When Incompetence Rules

One of the most basic things we've learned from the flooding of New Orleans is that a generation of politicians ideologically hostile to government's very existence aren't going to handle the basic jobs for which we rely on government.

There is no telling how many people died unnecessarily because of the delay of critical food, water, and medical help and the establishment of some minimal level of security. It might run into the thousands—people killed not by the hurricane but by the ineptness of government's response. Bush administration cronies are trying to shift the blame to local and state (Democratic) leaders, but it is the federal government that has the lead responsibility for triaging natural disasters. And as all the world could see, the Bush team failed. Miserably.

They failed because for years they've been treating the Federal Emergency Management Agency (FEMA) like a political football, appointing unqualified Bush pals to leadership positions and whittling away at the budget. Resources were diverted to terrorism prevention and the war in Iraq; the result was, among other things, that 35 percent of Louisiana's National Guard was in Iraq.

Stories are now emerging of the callousness and hostility officials displayed once they did get on-site. There is no way around it: The quality of the relief effort and the attitude of officials toward victims would have been very different if they had not been mostly poor and black. Survivors who looked to "shelter" sites at the Superdome and convention center for relief were subjected to conditions not fit for animals—days spent in squalor, desperately waiting for perpetually promised food and water.

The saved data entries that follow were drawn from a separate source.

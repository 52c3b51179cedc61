//! The five CRUD operations against the itens API.

use reqwest::header::LOCATION;
use reqwest::StatusCode;

use crate::error::ApiError;
use crate::models::{Item, ItemDraft};

/// Asynchronous client for the itens REST API.
///
/// Holds the API base URL (trailing slash stripped) and a reqwest client.
/// Every operation is a single attempt; a late caller retry means a whole
/// new call.
#[derive(Debug, Clone)]
pub struct ItensClient {
    base_url: String,
    http: reqwest::Client,
}

impl ItensClient {
    pub fn new(base_url: &str) -> Self {
        Self {
            base_url: base_url.trim_end_matches('/').to_string(),
            http: reqwest::Client::new(),
        }
    }

    fn url(&self, path: &str) -> String {
        format!("{}{}", self.base_url, path)
    }

    /// GET the full collection.
    ///
    /// The body is decoded as a JSON array without inspecting the status;
    /// a non-2xx body fails decoding and surfaces as [`ApiError::Transport`].
    pub async fn list_all(&self) -> Result<Vec<Item>, ApiError> {
        let url = self.url("/itens");
        log::debug!("GET {url}");
        let itens = self.http.get(&url).send().await?.json().await?;
        Ok(itens)
    }

    /// GET a single item by id. Succeeds only on HTTP 200.
    pub async fn read(&self, id: u32) -> Result<Item, ApiError> {
        let url = self.url(&format!("/itens/{id}"));
        log::debug!("GET {url}");
        let resp = self.http.get(&url).send().await?;
        if resp.status() != StatusCode::OK {
            log::warn!("GET {url} answered {}", resp.status());
            return Err(ApiError::Status(resp.status().as_u16()));
        }
        Ok(resp.json().await?)
    }

    /// POST a new item, then follow the returned `Location` to fetch the
    /// created resource. The header value is a path relative to the API
    /// root (e.g. `/itens/5`) and is appended to the base URL. The two
    /// calls are sequential; the GET only starts after the POST succeeds.
    pub async fn create(&self, draft: &ItemDraft) -> Result<Item, ApiError> {
        let url = self.url("/itens");
        log::debug!("POST {url}");
        let resp = self.http.post(&url).json(draft).send().await?;
        if resp.status() != StatusCode::CREATED {
            log::warn!("POST {url} answered {}", resp.status());
            return Err(ApiError::Status(resp.status().as_u16()));
        }
        let location = resp
            .headers()
            .get(LOCATION)
            .and_then(|value| value.to_str().ok())
            .map(str::to_string)
            .ok_or(ApiError::MissingLocation)?;

        let url = self.url(&location);
        log::debug!("GET {url}");
        let resp = self.http.get(&url).send().await?;
        if resp.status() != StatusCode::OK {
            log::warn!("GET {url} answered {}", resp.status());
            return Err(ApiError::Status(resp.status().as_u16()));
        }
        Ok(resp.json().await?)
    }

    /// PUT the full item under its id. Succeeds only on HTTP 204.
    pub async fn update(&self, item: &Item) -> Result<(), ApiError> {
        let url = self.url(&format!("/itens/{}", item.id));
        log::debug!("PUT {url}");
        let resp = self.http.put(&url).json(item).send().await?;
        if resp.status() != StatusCode::NO_CONTENT {
            log::warn!("PUT {url} answered {}", resp.status());
            return Err(ApiError::Status(resp.status().as_u16()));
        }
        Ok(())
    }

    /// DELETE by id. Succeeds only on HTTP 204.
    pub async fn delete(&self, id: u32) -> Result<(), ApiError> {
        let url = self.url(&format!("/itens/{id}"));
        log::debug!("DELETE {url}");
        let resp = self.http.delete(&url).send().await?;
        if resp.status() != StatusCode::NO_CONTENT {
            log::warn!("DELETE {url} answered {}", resp.status());
            return Err(ApiError::Status(resp.status().as_u16()));
        }
        Ok(())
    }
}

#[cfg(test)]
mod tests {
    use super::*;

    #[test]
    fn test_trailing_slash_is_stripped() {
        let client = ItensClient::new("http://localhost:4000/api/");
        assert_eq!(client.url("/itens"), "http://localhost:4000/api/itens");
    }

    #[test]
    fn test_location_is_joined_onto_base() {
        let client = ItensClient::new("http://localhost:4000/api");
        assert_eq!(client.url("/itens/5"), "http://localhost:4000/api/itens/5");
    }
}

This was on full view for the rest of America and the world, and, for once, mainstream media have not been shy about criticizing this administration. They could scarcely avoid it, because the shortcomings of the official response were so obvious. It remains hard to believe that citizens of the wealthiest country in the history of the world could so quickly be thrown into a desperate struggle for survival.

Critics who have responded to the ideological extremism and cronyism of the Bush administration have failed to highlight an equally disturbing trait—that of staggering incompetence. Now, we all know. Efforts to spin this as a local failure notwithstanding, it's hard to see how George Bush will ever live down his response to Katrina. His epic cluelessness—"Nobody ever anticipated a breach of the levees"—was accompanied by a lethal delay in responding to the disaster. I don't think Bush ever wrapped his mind around the idea that there could be so many people who were too poor to have the means to evacuate the city as a Category 5 hurricane approached. Bush let those people down, and a lot of them died unnecessarily.

Now comes the hard work of managing the dispersal of more than a million people from greater New Orleans, people who are landing in a strange city, whether housed by relatives, friends, strangers, or official shelters; people without jobs, money, or the lives they once had. After the universal outcry over the failed initial response, keep a careful eye on how the Bush administration manages this diaspora. If its record is any indication, look for a lot of promises, a good deal of profiteering by corporations friendly to the administration, and very little help that actually reaches the people who need it.

For years, conservatives have tried to argue that social functions of government can be fulfilled by volunteerism and the nongovernmental sector. The outpouring of generosity from ordinary Americans in the wake of Katrina has been staggering, but only the government has the resources to deal with the displacement of so many people and the rebuilding of what was once a major American city. In its other major social disaster, the war in Iraq, the Bush administration has managed to reduce most ordinary Iraqis to a quality of life far worse than they endured under Saddam Hussein. The often poor and black survivors of New Orleans must not be left to a similar fate.

With clueless FEMA chief Michael Brown gone, it might seem that Homeland Security Secretary Michael Chertoff and the White House can escape accountability for this mess, too. But Bush's failure to respond adequately to Katrina will continue to haunt him, because it's consistent with how he has governed for five years: The wealthy are enriched by government; everyone else is left to fend for themselves. In New Orleans, we saw what happened when that philosophy met reality head-on. People will remember this time how many lives were lost or ruined, and they will remember who could have made a difference but didn't.